Je sens que Matt arrive à me mettre parfaitement en confiance. Comment fait-il ça avec autant de facilité ? Ça me trouble énormément.

-Explique-moi, j'ai tout mon temps, tu sais ? me dit-il dans un souffle.


Il me De son bras libre, il se met à décrire des cercles sur la peau de mon bras. Ce n'est pas la première fois qu'il fait ça, et de nouveau j'arrête de respirer. Peut-être qu'en dire au moins un minimum m'aiderait ?

-Ça me déprime. De vieillir, autant que de grandir... J'ai peur de perdre ma sensibilité, ou ma créativité... J'ai peur de me lever un jour et de découvrir que je suis incapable de rêver. Alors je me sens jamais bien le jour de mon anniversaire.

-...Je vois... me répond-il, l'air de réfléchir sérieusement à ce que je disais. Je pense pas que vieillir ait jamais empêché personne de créer, tu sais ? Regarde tous les grands artistes, que ce soit en musique, en peinture ou en littérature, j'ai jamais entendu parler de quelqu'un qui aurait perdu sa créativité avec le temps.

-Je sais. Mais même en le sachant ça me fait rien, je finis toujours par être déprimée. Que ce soit pour une raison où pour une autre, d'ailleurs. dis-je doucement, consciente que c'était totalement idiot.

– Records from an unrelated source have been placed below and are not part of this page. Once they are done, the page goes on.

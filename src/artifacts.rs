//! Loading of compiled contract artifacts

use std::{fs, path::Path};

use alloy::{json_abi::JsonAbi, primitives::Bytes};
use eyre::WrapErr;
use serde::Deserialize;

/// ABI and creation bytecode of a compiled contract
#[derive(Debug, Clone)]
pub struct Artifact {
    pub name: String,
    pub abi: JsonAbi,
    pub bytecode: Bytes,
}

#[derive(Deserialize)]
#[serde(rename_all = "camelCase")]
struct RawArtifact {
    contract_name: Option<String>,
    abi: JsonAbi,
    bytecode: RawBytecode,
}

/// Hardhat stores the bytecode as a hex string, Foundry nests it under `object`
#[derive(Deserialize)]
#[serde(untagged)]
enum RawBytecode {
    Hex(Bytes),
    Object { object: Bytes },
}

impl Artifact {
    pub fn load(path: &Path) -> eyre::Result<Self> {
        let content = fs::read_to_string(path)
            .wrap_err_with(|| format!("failed to read artifact at {}", path.display()))?;
        let fallback_name = path
            .file_stem()
            .map(|stem| stem.to_string_lossy().into_owned())
            .unwrap_or_default();

        Self::from_json(&content, fallback_name)
            .wrap_err_with(|| format!("failed to parse artifact at {}", path.display()))
    }

    pub fn from_json(content: &str, fallback_name: String) -> eyre::Result<Self> {
        let raw: RawArtifact = serde_json::from_str(content)?;
        let bytecode = match raw.bytecode {
            RawBytecode::Hex(bytes) | RawBytecode::Object { object: bytes } => bytes,
        };
        let name = raw.contract_name.unwrap_or(fallback_name);
        eyre::ensure!(
            !bytecode.is_empty(),
            "artifact {name} has no creation bytecode"
        );

        Ok(Self {
            name,
            abi: raw.abi,
            bytecode,
        })
    }

    /// Number of arguments the constructor takes
    pub fn constructor_arity(&self) -> usize {
        self.abi
            .constructor
            .as_ref()
            .map_or(0, |constructor| constructor.inputs.len())
    }
}
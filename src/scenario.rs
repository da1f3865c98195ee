//! The cross-chain distribution scenario.
//!
//! Tokens are sent through the source chain's distribution contract and the
//! run waits until a tracked account's balance moves on the destination.

use std::str::FromStr;

use alloy::{
    network::Ethereum,
    primitives::{Address, U256},
    providers::Provider,
    signers::local::PrivateKeySigner,
    transports::Transport,
};
use eyre::WrapErr;
use tracing::{info, warn};

use crate::{
    bindings::{
        DistributionExecutable::{self, DistributionExecutableInstance},
        IAxelarGateway::{self, IAxelarGatewayInstance},
        IERC20::{self, IERC20Instance},
    },
    calls::{gas_value, TriggerMethod},
    chain::{find_chain, ChainDescriptor, Deployment},
    constants::{DEFAULT_AMOUNT, PREFUND_AMOUNT, TOKEN_SYMBOL, TOKEN_UNIT},
    delivery::{wait_for_change, Delivery, PollConfig},
    gas::GasPriceOracle,
    transactions::send_tx,
};

pub struct ScenarioOptions<'a> {
    // `[_, destination?, amount?, ...accounts]`
    pub args: Vec<String>,
    pub gas_price: &'a dyn GasPriceOracle,
    pub source: String,
    pub default_destination: String,
    pub trigger: TriggerMethod,
    pub poll: PollConfig,
}

#[derive(Debug, Clone, PartialEq, Eq)]
pub struct ScenarioArgs {
    pub destination: Option<String>,
    /// In token base units
    pub amount: U256,
    pub accounts: Vec<Address>,
}

impl ScenarioArgs {
    pub fn parse(args: &[String]) -> eyre::Result<Self> {
        let destination = args.get(1).filter(|name| !name.is_empty()).cloned();
        let amount = parse_amount(args.get(2).map(String::as_str))?;
        let accounts = args
            .iter()
            .skip(3)
            .map(|account| {
                Address::from_str(account)
                    .wrap_err_with(|| format!("invalid account address: {account}"))
            })
            .collect::<eyre::Result<_>>()?;

        Ok(Self {
            destination,
            amount,
            accounts,
        })
    }
}

/// Whole tokens to base units, truncating any fraction.
///
/// Only the leading number counts, so `5abc` is 5. Missing, unparsable,
/// non-finite and zero inputs fall back to [`DEFAULT_AMOUNT`].
pub fn parse_amount(arg: Option<&str>) -> eyre::Result<U256> {
    let whole = match arg.and_then(leading_number) {
        Some(value) if value.is_finite() => value.floor(),
        _ => return Ok(U256::from(DEFAULT_AMOUNT)),
    };

    if whole == 0.0 {
        return Ok(U256::from(DEFAULT_AMOUNT));
    }
    eyre::ensure!(whole > 0.0, "amount must be positive, got {whole}");
    eyre::ensure!(whole < u128::MAX as f64, "amount too large: {whole}");

    Ok(U256::from(whole as u128) * U256::from(TOKEN_UNIT))
}

/// The longest decimal number at the start of `arg`, after leading whitespace
fn leading_number(arg: &str) -> Option<f64> {
    let arg = arg.trim_start();
    let bytes = arg.as_bytes();
    let digits_from = |mut i: usize| {
        while bytes.get(i).is_some_and(u8::is_ascii_digit) {
            i += 1;
        }
        i
    };

    let mut end = usize::from(matches!(bytes.first(), Some(b'+' | b'-')));
    let int_end = digits_from(end);
    let mut mantissa_digits = int_end - end;
    end = int_end;
    if bytes.get(end) == Some(&b'.') {
        let frac_end = digits_from(end + 1);
        mantissa_digits += frac_end - end - 1;
        end = frac_end;
    }
    if mantissa_digits == 0 {
        return None;
    }

    if matches!(bytes.get(end), Some(b'e' | b'E')) {
        let sign = usize::from(matches!(bytes.get(end + 1), Some(b'+' | b'-')));
        let exp_end = digits_from(end + 1 + sign);
        if exp_end > end + 1 + sign {
            end = exp_end;
        }
    }

    arg[..end].parse().ok()
}

/// Everything the scenario decides before touching the network
#[derive(Debug, Clone)]
pub struct ScenarioPlan<'a> {
    pub source: &'a ChainDescriptor,
    pub destination: &'a ChainDescriptor,
    pub source_deployment: Deployment,
    pub destination_deployment: Deployment,
    pub amount: U256,
    pub prefund: U256,
    pub tracked_account: Address,
}

impl<'a> ScenarioPlan<'a> {
    pub fn new(
        chains: &'a [ChainDescriptor],
        options: &ScenarioOptions<'_>,
    ) -> eyre::Result<Self> {
        let args = ScenarioArgs::parse(&options.args)?;
        let destination_name = args
            .destination
            .as_deref()
            .unwrap_or(&options.default_destination);

        let source = find_chain(chains, &options.source)?;
        let destination = find_chain(chains, destination_name)?;
        let source_deployment = source.deployment()?;
        let destination_deployment = destination.deployment()?;

        let tracked_account = args
            .accounts
            .first()
            .copied()
            .unwrap_or(source_deployment.treasury);

        Ok(Self {
            source,
            destination,
            source_deployment,
            destination_deployment,
            amount: args.amount,
            prefund: U256::from(PREFUND_AMOUNT),
            tracked_account,
        })
    }
}

struct ChainHandles<'a, T, P> {
    chain: &'a ChainDescriptor,
    deployment: Deployment,
    distribution: DistributionExecutableInstance<T, P>,
    usdc: IERC20Instance<T, P>,
}

impl<'a, T, P> ChainHandles<'a, T, P>
where
    T: Transport + Clone,
    P: Provider<T, Ethereum> + Clone,
{
    async fn connect(
        chain: &'a ChainDescriptor,
        deployment: Deployment,
        provider: P,
    ) -> eyre::Result<Self> {
        let distribution =
            DistributionExecutable::new(deployment.distribution_executable, provider.clone());
        let gateway: IAxelarGatewayInstance<T, P> =
            IAxelarGateway::new(chain.gateway, provider.clone());

        let usdc_address = gateway
            .tokenAddresses(TOKEN_SYMBOL.to_string())
            .call()
            .await
            .wrap_err_with(|| format!("failed to look up {TOKEN_SYMBOL} on {}", chain.name))?
            ._0;
        eyre::ensure!(
            !usdc_address.is_zero(),
            "gateway on {} has no token registered for {TOKEN_SYMBOL}",
            chain.name
        );

        Ok(Self {
            chain,
            deployment,
            distribution,
            usdc: IERC20::new(usdc_address, provider),
        })
    }

    async fn balance_of(&self, account: Address) -> eyre::Result<U256> {
        let balance = self
            .usdc
            .balanceOf(account)
            .call()
            .await
            .wrap_err_with(|| {
                format!("failed to read balance of {account} on {}", self.chain.name)
            })?;

        Ok(balance._0)
    }
}

#[derive(Debug, Clone, Copy, PartialEq, Eq)]
pub struct BalanceSnapshot {
    pub source_treasury: U256,
    pub destination_treasury: U256,
    pub source_contract: U256,
    pub destination_contract: U256,
    pub source_wallet: U256,
    pub destination_wallet: U256,
}

impl BalanceSnapshot {
    async fn read<T, P>(
        source: &ChainHandles<'_, T, P>,
        destination: &ChainHandles<'_, T, P>,
        wallet: Address,
    ) -> eyre::Result<Self>
    where
        T: Transport + Clone,
        P: Provider<T, Ethereum> + Clone,
    {
        Ok(Self {
            source_treasury: source.balance_of(source.deployment.treasury).await?,
            destination_treasury: destination
                .balance_of(destination.deployment.treasury)
                .await?,
            source_contract: source
                .balance_of(source.deployment.distribution_executable)
                .await?,
            destination_contract: destination
                .balance_of(destination.deployment.distribution_executable)
                .await?,
            source_wallet: source.balance_of(wallet).await?,
            destination_wallet: destination.balance_of(wallet).await?,
        })
    }

    fn log(&self, label: &str, source: &str, destination: &str) {
        let rows = [
            ("treasury", source, self.source_treasury),
            ("treasury", destination, self.destination_treasury),
            ("contract", source, self.source_contract),
            ("contract", destination, self.destination_contract),
            ("wallet", source, self.source_wallet),
            ("wallet", destination, self.destination_wallet),
        ];
        for (holder, chain, balance) in rows {
            info!("{label}: {holder} balance on {chain} is {balance}");
        }
    }
}

#[derive(Debug, Clone, PartialEq, Eq)]
pub struct ScenarioReport {
    pub amount: U256,
    pub gas_value: U256,
    pub tracked_account: Address,
    pub before: BalanceSnapshot,
    pub after: BalanceSnapshot,
    pub delivery: Delivery,
}

/// Runs the distribution from the source chain to the destination chain.
///
/// Returns once the tracked balance changed on the destination or the poll
/// timeout ran out; the report tells the two apart.
pub async fn test(
    chains: &[ChainDescriptor],
    signer: &PrivateKeySigner,
    options: &ScenarioOptions<'_>,
) -> eyre::Result<ScenarioReport> {
    let plan = ScenarioPlan::new(chains, options)?;

    let source = ChainHandles::connect(
        plan.source,
        plan.source_deployment,
        plan.source.connect(signer)?,
    )
    .await?;
    let destination = ChainHandles::connect(
        plan.destination,
        plan.destination_deployment,
        plan.destination.connect(signer)?,
    )
    .await?;

    run(&plan, &source, &destination, signer.address(), options).await
}

async fn run<T, P>(
    plan: &ScenarioPlan<'_>,
    source: &ChainHandles<'_, T, P>,
    destination: &ChainHandles<'_, T, P>,
    wallet: Address,
    options: &ScenarioOptions<'_>,
) -> eyre::Result<ScenarioReport>
where
    T: Transport + Clone,
    P: Provider<T, Ethereum> + Clone,
{
    let (source_name, destination_name) = (&plan.source.name, &plan.destination.name);
    let treasury = source.deployment.treasury;
    info!("Source treasury address is {treasury}");
    info!(
        "Destination treasury address is {}",
        destination.deployment.treasury
    );
    info!(
        "Source distribution address is {}",
        source.deployment.distribution_executable
    );
    info!(
        "Destination distribution address is {}",
        destination.deployment.distribution_executable
    );
    info!("Tracking {} on {destination_name}", plan.tracked_account);

    send_tx(
        source
            .usdc
            .transfer(source.deployment.distribution_executable, plan.prefund),
        "prefund transfer",
    )
    .await?;

    let before = BalanceSnapshot::read(source, destination, wallet).await?;
    before.log("before", source_name, destination_name);

    let baseline = destination.balance_of(plan.tracked_account).await?;

    send_tx(
        source
            .usdc
            .approve(source.deployment.distribution_executable, plan.amount),
        "approval",
    )
    .await?;

    let price = options
        .gas_price
        .gas_price(plan.source, plan.destination, Address::ZERO)
        .await?;
    let gas_value = gas_value(price)?;
    info!(
        "Sending {} with {gas_value} for gas ({price} per unit)",
        plan.amount
    );

    let receipt = match options.trigger {
        TriggerMethod::SendToMany => {
            let call = source.distribution.sendToMany(plan.amount, treasury);
            send_tx(call.value(gas_value), "sendToMany").await?
        }
        TriggerMethod::Claim => {
            let call = source.distribution.claim(plan.amount);
            send_tx(call.value(gas_value), "claim").await?
        }
    };
    info!("Triggered on {source_name} in tx {}", receipt.transaction_hash);

    let tracked = plan.tracked_account;
    let delivery =
        wait_for_change(baseline, options.poll, move || destination.balance_of(tracked)).await?;
    match delivery {
        Delivery::Delivered {
            current, attempts, ..
        } => info!(
            "Delivered to {destination_name} after {attempts} reads, balance now {current}"
        ),
        Delivery::TimedOut { elapsed, .. } => warn!(
            "Nothing arrived on {destination_name} after {elapsed:?}, balance still {baseline}"
        ),
    }

    let after = BalanceSnapshot::read(source, destination, wallet).await?;
    after.log("after", source_name, destination_name);

    Ok(ScenarioReport {
        amount: plan.amount,
        gas_value,
        tracked_account: tracked,
        before,
        after,
        delivery,
    })
}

-Alors tu es tous les ans déprimée le jour de ton anniversaire ? Même si tu sais que c'est débile ? dit-il, alors que je devinais un sourire dans sa voix.

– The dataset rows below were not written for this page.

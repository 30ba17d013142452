/*!
common/src/lib.rs

Shared configuration types and filesystem helpers for newspulse.

This file provides:
- Config data structures (deserialized from TOML, every section optional)
- An async loader merging a defaults file with an override file
- A helper that creates the data and output directories
*/

use anyhow::{Context, Result};
use serde::{Deserialize, Serialize};
use std::collections::BTreeMap;
use std::path::{Path, PathBuf};

/// Business and technology feeds scanned for every company.
pub const DEFAULT_FEEDS: &[&str] = &[
    "https://rss.nytimes.com/services/xml/rss/nyt/Business.xml",
    "https://feeds.bbci.co.uk/news/business/rss.xml",
    "https://www.theverge.com/rss/index.xml",
    "https://feeds.marketwatch.com/marketwatch/topstories/",
    "https://feeds.reuters.com/reuters/businessNews",
    "https://www.cnbc.com/id/10001147/device/rss/rss.html",
    "https://arstechnica.com/feed/",
    "https://www.techradar.com/rss",
    "https://www.wired.com/feed/rss",
    "https://mashable.com/feeds/rss",
    "https://venturebeat.com/feed/",
    "https://finance.yahoo.com/rss/topstories",
    "https://www.investopedia.com/feedbuilder/feed/getfeed/?feedName=rss_articles",
    "https://www.autoblog.com/rss.xml",
    "https://www.carscoops.com/feed/",
    "https://www.motortrend.com/feed/",
    "https://news.crunchbase.com/feed/",
    "https://venturebeat.com/category/startups/feed/",
    "https://www.saastr.com/feed/",
    "https://www.artificialintelligence-news.com/feed/",
    "https://openai.com/feed/",
];

/// Google News search feed; `{query}` is replaced by the company name.
pub const DEFAULT_GOOGLE_NEWS_TEMPLATE: &str =
    "https://news.google.com/rss/search?q={query}&hl=en-US&gl=US&ceid=US:en";

/// Output locations
#[derive(Debug, Clone, Serialize, Deserialize)]
#[serde(default)]
pub struct PathsConfig {
    /// Directory receiving the per-company CSV of raw articles
    pub data_dir: PathBuf,
    /// Directory receiving JSON reports and MP3 summaries
    pub output_dir: PathBuf,
}

impl Default for PathsConfig {
    fn default() -> Self {
        Self {
            data_dir: PathBuf::from("data"),
            output_dir: PathBuf::from("output"),
        }
    }
}

/// Which feeds to scan and how many matches to keep
#[derive(Debug, Clone, Serialize, Deserialize)]
#[serde(default)]
pub struct FeedsConfig {
    pub urls: Vec<String>,
    /// Appended after `urls`; disabled when `None`
    pub google_news_template: Option<String>,
    pub max_articles: usize,
}

impl Default for FeedsConfig {
    fn default() -> Self {
        Self {
            urls: DEFAULT_FEEDS.iter().map(|u| u.to_string()).collect(),
            google_news_template: Some(DEFAULT_GOOGLE_NEWS_TEMPLATE.to_string()),
            max_articles: 30,
        }
    }
}

/// Feed fetching
#[derive(Debug, Clone, Serialize, Deserialize)]
#[serde(default)]
pub struct FetchConfig {
    pub timeout_seconds: u64,
    pub user_agent: String,
}

impl Default for FetchConfig {
    fn default() -> Self {
        Self {
            timeout_seconds: 10,
            user_agent: "Newspulse/0.1.0".to_string(),
        }
    }
}

/// Speech synthesis
#[derive(Debug, Clone, Serialize, Deserialize)]
#[serde(default)]
pub struct TtsConfig {
    pub endpoint: String,
    pub lang: String,
    pub timeout_seconds: u64,
}

impl Default for TtsConfig {
    fn default() -> Self {
        Self {
            endpoint: "https://translate.google.com/translate_tts".to_string(),
            lang: "hi".to_string(),
            timeout_seconds: 30,
        }
    }
}

/// Values used when building the client payload
#[derive(Debug, Clone, Serialize, Deserialize)]
#[serde(default)]
pub struct ServiceConfig {
    /// Base of the audio download URL handed to clients
    pub public_base_url: String,
}

impl Default for ServiceConfig {
    fn default() -> Self {
        Self {
            public_base_url: "http://127.0.0.1:8000".to_string(),
        }
    }
}

/// Top-level application configuration (deserialized from config.toml)
#[derive(Debug, Clone, Default, Serialize, Deserialize)]
#[serde(default)]
pub struct Config {
    pub paths: PathsConfig,
    pub feeds: FeedsConfig,
    pub fetch: FetchConfig,
    pub tts: TtsConfig,
    pub service: ServiceConfig,
    /// Extra or replacement keyword lists, keyed by lowercase company name
    pub keywords: BTreeMap<String, Vec<String>>,
}

impl Config {
    /// Load configuration from a TOML file asynchronously.
    ///
    /// Example:
    ///   let cfg = Config::from_file("config.toml").await?;
    pub async fn from_file<P: AsRef<Path>>(path: P) -> Result<Self> {
        let data = tokio::fs::read_to_string(path.as_ref())
            .await
            .with_context(|| format!("Failed to read config file: {}", path.as_ref().display()))?;
        let cfg: Config = toml::from_str(&data).context("Failed to parse TOML configuration")?;
        Ok(cfg)
    }

    /// Load configuration with an optional default file and an optional override file.
    /// If both are present, they are merged (override takes precedence). Missing files
    /// are skipped, so with neither present the built-in defaults are returned.
    pub async fn load_with_defaults(default_path: Option<&Path>, override_path: Option<&Path>) -> Result<Self> {
        let mut config_value = toml::Value::Table(toml::map::Map::new());

        for path in [default_path, override_path].into_iter().flatten() {
            if !path.exists() {
                tracing::debug!(path = %path.display(), "config file absent, skipping");
                continue;
            }
            let data = tokio::fs::read_to_string(path).await
                .with_context(|| format!("Failed to read config: {}", path.display()))?;
            let val: toml::Value = toml::from_str(&data)
                .with_context(|| format!("Failed to parse configuration: {}", path.display()))?;
            merge_toml(&mut config_value, val);
        }

        let cfg: Config = config_value.try_into().context("Failed to parse merged configuration")?;
        Ok(cfg)
    }

    /// Create the data and output directories if they do not exist yet.
    pub async fn ensure_dirs(&self) -> Result<()> {
        for dir in [&self.paths.data_dir, &self.paths.output_dir] {
            tokio::fs::create_dir_all(dir)
                .await
                .with_context(|| format!("Failed to create directory: {}", dir.display()))?;
        }
        Ok(())
    }
}

fn merge_toml(a: &mut toml::Value, b: toml::Value) {
    match (a, b) {
        (toml::Value::Table(a_map), toml::Value::Table(b_map)) => {
            for (k, v) in b_map {
                if let Some(a_val) = a_map.get_mut(&k) {
                    merge_toml(a_val, v);
                } else {
                    a_map.insert(k, v);
                }
            }
        }
        (a_val, b_val) => *a_val = b_val,
    }
}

-Oui... Enfin je sais pas je ne pense pas que ce soit depuis plus de 4 ans. Avant ça, j'avais juste pas réalisé ce que ça pouvait signifier "grandir".


Il pose sa joue sur le sommet de mon crâne, semblant réfléchir. Je sais que tout ça est idiot. Je n'ai même pas de raison réelle de pleurer et de déprimer. C'est juste comme ça : idiot. Mais voilà, par dessus ça, il y a Ezra. J'ai peur de l'oublier, lui. J'ai l'impression que mes souvenirs de lui disparaissent petit à petit. Qu'il disparaît petit à petit.

Il y a peu, je me suis rendue compte que je ne me souvennais plus de sa voix. Pourtant, j'adorais sa voix. Son odeur aussi, a disparue. Comme si il n'avait jamais existé. Comme si il n'était plus qu'un fantôme de mon esprit, qui n'avait jamais eu de vie réelle. Je sens mon cœur se serrer une nouvelle fois. Je suis amputée d'une partie de moi, et je ne veux qu'une chose : qu'elle me revienne. Je veux le voir, rire avec lui, parler, lui faire lire mes histoires, regarder ses dessins... Je veux qu'il revienne.

Une boule se reforme dans ma gorge, et je sens affluer des larmes dans mes yeux. S'en est trop. J'ai envie de voir ma famille, de tenir mes frères, ma mère et mon père dans mes bras, je veux que tout revienne comme avant. Pourquoi cela doit-il être aussi dur ? Je les aime. Et cette séparation m'est insupportable.